For example, the statement

Confidence 95;

specifies that the confidence interval(s) are to be computed such that
there is a 95 percent probability that the actual values of the parameters
are within the intervals (or that there is a 5 percent chance that the
parameters are outside the intervals). The "percent" parameter may range
from 50 to 99.999. If the **confidence** statement is used without
specifying a percent value, 90 is used by default.

### Tolerance Statement

**Tolerance** *value*; (optional, default=1E-10) -- Specifies the
tolerance factor that is used to determine when the algorithm has converged
to a solution. Reducing the tolerance value may produce a slightly more
accurate result but will increase the number of iterations and the running
time. The tolerance value must be in the range 1E-15 to 1E-1.

### Iterations Statement

**Iterations** *value*; (optional, default=50) -- Specifies the
maximum number of iterations that should be attempted by the algorithm. If
the solution does not converge to the limit specified by the
**tolerance** statement (or to the default tolerance) before the maximum
number of iterations is reached, the process is stopped and the results are
printed. Failure to converge before the specified number of iterations
could be caused by one of three things:

- The maximum allowed number of iterations might be too small. Try using
an
**iterations** statement with a larger value.

- The tolerance factor may be too small. Even a properly converging
solution will eventually "level off" or oscillate around a good, but
non-zero, sum of squares value. Try using the
**tolerance** statement
to increase the tolerance value.

- The function may not be converging. Try specifying better (or at least
different) starting values for the parameters on the
**parameters**
statement. Consider using the **sweep** statement to specify a range of
parameter starting values.

### Output Statement

**Output** [**to** "*file*"] *var1,var2,...*; (optional) --
Specifies that after the analysis is completed, data values are to be
written to a file. One record is written for each data observation in the
input file. If the "**to** *file*" portion of the statement is
specified, the output is written to the specified file. If this portion of
the statement is omitted, the output values are written to the listing file
along with the results of the analysis. If a file name is specified
without an extension, ".OUT" is used by default.

The list of variable names determines which variables are written to the
file and the order in which the values appear in each output record. Any
variable previously declared with a **variables** or **double**
statement may be specified.

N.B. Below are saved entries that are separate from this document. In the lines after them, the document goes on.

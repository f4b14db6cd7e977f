//! Catalog state: snapshot, criteria and page, with the visible slice
//! recomputed after every mutation and pushed to subscribers.

use std::sync::{Arc, Weak};

use crossbeam_channel::{bounded, Receiver, Sender, TryRecvError, TrySendError};
use shared::domain::Template;
use tracing::debug;

use crate::{
    criteria::{FilterCriteria, FilterPatch},
    filter::apply_filters,
    pagination::{clamp_page, paginate, total_pages, PaginationState},
};

/// Everything a view needs to draw the catalog page.
#[derive(Debug, Clone, PartialEq)]
pub struct CatalogView {
    pub items: Vec<Template>,
    pub current_page: usize,
    pub total_pages: usize,
    pub items_per_page: usize,
    pub filtered_count: usize,
    pub total_count: usize,
    pub criteria: FilterCriteria,
}

impl CatalogView {
    pub fn has_previous(&self) -> bool {
        self.current_page > 1
    }

    pub fn has_next(&self) -> bool {
        self.current_page < self.total_pages
    }

    pub fn range_label(&self) -> String {
        if self.filtered_count == 0 {
            return "Showing 0-0 of 0 cards".to_string();
        }
        let start = (self.current_page - 1) * self.items_per_page + 1;
        let end = (start + self.items_per_page - 1).min(self.filtered_count);
        format!("Showing {start}-{end} of {} cards", self.filtered_count)
    }

    pub fn page_label(&self) -> String {
        format!("Page {} of {}", self.current_page, self.total_pages)
    }
}

/// Receiving end of a catalog observer. Holds at most one pending view: a
/// newer recompute replaces one that was never read.
#[derive(Debug)]
pub struct CatalogSubscription {
    rx: Receiver<CatalogView>,
    _alive: Arc<()>,
}

impl CatalogSubscription {
    pub fn try_recv(&self) -> Result<CatalogView, TryRecvError> {
        self.rx.try_recv()
    }

    /// Takes the pending view, if any.
    pub fn latest(&self) -> Option<CatalogView> {
        self.rx.try_recv().ok()
    }
}

struct Subscriber {
    tx: Sender<CatalogView>,
    slot: Receiver<CatalogView>,
    alive: Weak<()>,
}

impl Subscriber {
    /// Returns false once the subscription handle is gone.
    fn deliver(&self, view: &CatalogView) -> bool {
        if self.alive.strong_count() == 0 {
            return false;
        }
        match self.tx.try_send(view.clone()) {
            Ok(()) => true,
            Err(TrySendError::Full(fresh)) => {
                let _ = self.slot.try_recv();
                let _ = self.tx.try_send(fresh);
                true
            }
            Err(TrySendError::Disconnected(_)) => false,
        }
    }
}

pub struct CatalogStateEngine {
    snapshot: Vec<Template>,
    criteria: FilterCriteria,
    pagination: PaginationState,
    filtered: Vec<Template>,
    view: CatalogView,
    subscribers: Vec<Subscriber>,
}

impl Default for CatalogStateEngine {
    fn default() -> Self {
        Self::new()
    }
}

impl CatalogStateEngine {
    pub fn new() -> Self {
        Self::with_page_size(PaginationState::default().items_per_page)
    }

    pub fn with_page_size(items_per_page: usize) -> Self {
        let pagination = PaginationState {
            current_page: 1,
            items_per_page: items_per_page.max(1),
        };
        let criteria = FilterCriteria::default();
        Self {
            snapshot: Vec::new(),
            view: CatalogView {
                items: Vec::new(),
                current_page: 1,
                total_pages: 1,
                items_per_page: pagination.items_per_page,
                filtered_count: 0,
                total_count: 0,
                criteria: criteria.clone(),
            },
            criteria,
            pagination,
            filtered: Vec::new(),
            subscribers: Vec::new(),
        }
    }

    pub fn snapshot(&self) -> &[Template] {
        &self.snapshot
    }

    pub fn criteria(&self) -> &FilterCriteria {
        &self.criteria
    }

    pub fn pagination(&self) -> PaginationState {
        self.pagination
    }

    pub fn view(&self) -> &CatalogView {
        &self.view
    }

    pub fn find(&self, name: &str) -> Option<&Template> {
        self.snapshot.iter().find(|template| template.name() == name)
    }

    /// Registers an observer; it receives the current view immediately and
    /// the newest recomputed view afterwards.
    pub fn subscribe(&mut self) -> CatalogSubscription {
        let (tx, rx) = bounded(1);
        let alive = Arc::new(());
        let subscriber = Subscriber {
            tx,
            slot: rx.clone(),
            alive: Arc::downgrade(&alive),
        };
        subscriber.deliver(&self.view);
        self.subscribers.push(subscriber);
        CatalogSubscription { rx, _alive: alive }
    }

    /// Replaces the snapshot wholesale. Criteria and page survive the reload.
    pub fn load_snapshot(&mut self, templates: Vec<Template>) {
        debug!(templates = templates.len(), "catalog snapshot replaced");
        self.snapshot = templates;
        self.refilter();
    }

    pub fn set_search(&mut self, query: impl Into<String>) {
        self.criteria.search_query = query.into();
        self.pagination.current_page = 1;
        self.refilter();
    }

    pub fn set_filters(&mut self, patch: FilterPatch) {
        self.criteria.merge(patch);
        self.pagination.current_page = 1;
        self.refilter();
    }

    pub fn clear_filters(&mut self) {
        self.reset();
    }

    /// Back to default criteria and page 1, keeping the loaded snapshot.
    pub fn reset(&mut self) {
        self.criteria = FilterCriteria::default();
        self.pagination.current_page = 1;
        self.refilter();
    }

    /// Returns whether the page changed.
    pub fn next_page(&mut self) -> bool {
        let target = self.pagination.current_page + 1;
        self.move_to(target)
    }

    /// Returns whether the page changed.
    pub fn previous_page(&mut self) -> bool {
        let target = self.pagination.current_page.saturating_sub(1);
        self.move_to(target)
    }

    pub fn go_to_page(&mut self, page: usize) -> bool {
        self.move_to(page)
    }

    fn move_to(&mut self, page: usize) -> bool {
        let total = total_pages(self.filtered.len(), self.pagination.items_per_page);
        let target = clamp_page(page, total);
        if target == self.pagination.current_page {
            return false;
        }
        self.pagination.current_page = target;
        self.repaginate();
        true
    }

    fn refilter(&mut self) {
        self.filtered = apply_filters(&self.snapshot, &self.criteria);
        self.repaginate();
    }

    fn repaginate(&mut self) {
        let page = paginate(
            &self.filtered,
            self.pagination.current_page,
            self.pagination.items_per_page,
        );
        self.pagination.current_page = page.clamped_page;

        self.view = CatalogView {
            items: page.items,
            current_page: page.clamped_page,
            total_pages: page.total_pages,
            items_per_page: self.pagination.items_per_page,
            filtered_count: self.filtered.len(),
            total_count: self.snapshot.len(),
            criteria: self.criteria.clone(),
        };
        debug!(
            page = self.view.current_page,
            total_pages = self.view.total_pages,
            filtered = self.view.filtered_count,
            "catalog view recomputed"
        );
        self.publish();
    }

    fn publish(&mut self) {
        let view = &self.view;
        self.subscribers.retain(|subscriber| subscriber.deliver(view));
    }
}

#[cfg(test)]
#[path = "tests/engine_tests.rs"]
mod tests;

In addition, the following system variable
names may appear in the output list:

**obs** -- The observation record number, starting at 1 and
increasing by 1.

**predicted** -- The predicted value for the dependent variable for
the observation, given the independent variable values and the parameters
as calculated by the analysis.
**residual** -- The difference between the actual value of the
dependent variable and its predicted value.

### Poutput Statement

**Poutput** "*file*"; (optional) -- The **poutput** statement
specifies that NLREG is to write the final estimated values of the
parameters to a file. Each parameter value is written to a separate line of
the file. This statement is useful to create a file of estimated parameter
values to be fed into another analysis program. This statement can also be
used to determine the parameter estimates to more significant digits than
displayed in the printed listing because the format used by the
**poutput** statement writes the values with 18 significant digits.

### Plot Statement

**Plot** [*options*]; (optional) -- Display a plot of the
calculated function and the data observations. Each data point is
displayed with a blue '' X''; the function that NLREG fits to the data is
superimposed as a yellow curve.

The **plot** statement can only be used if the **function**
declaration meets the following requirements: (1) there is must only a
single independent variable; (2) the independent variable must be an input
variable (i.e., declared with a **variables** statement not a
**declare** statement). You may use symbolic constants declared with
the **constant** statement. If the function does not meet these
requirements you may produce different types of plots using the
**splot**, **rplot** and **nplot** statements.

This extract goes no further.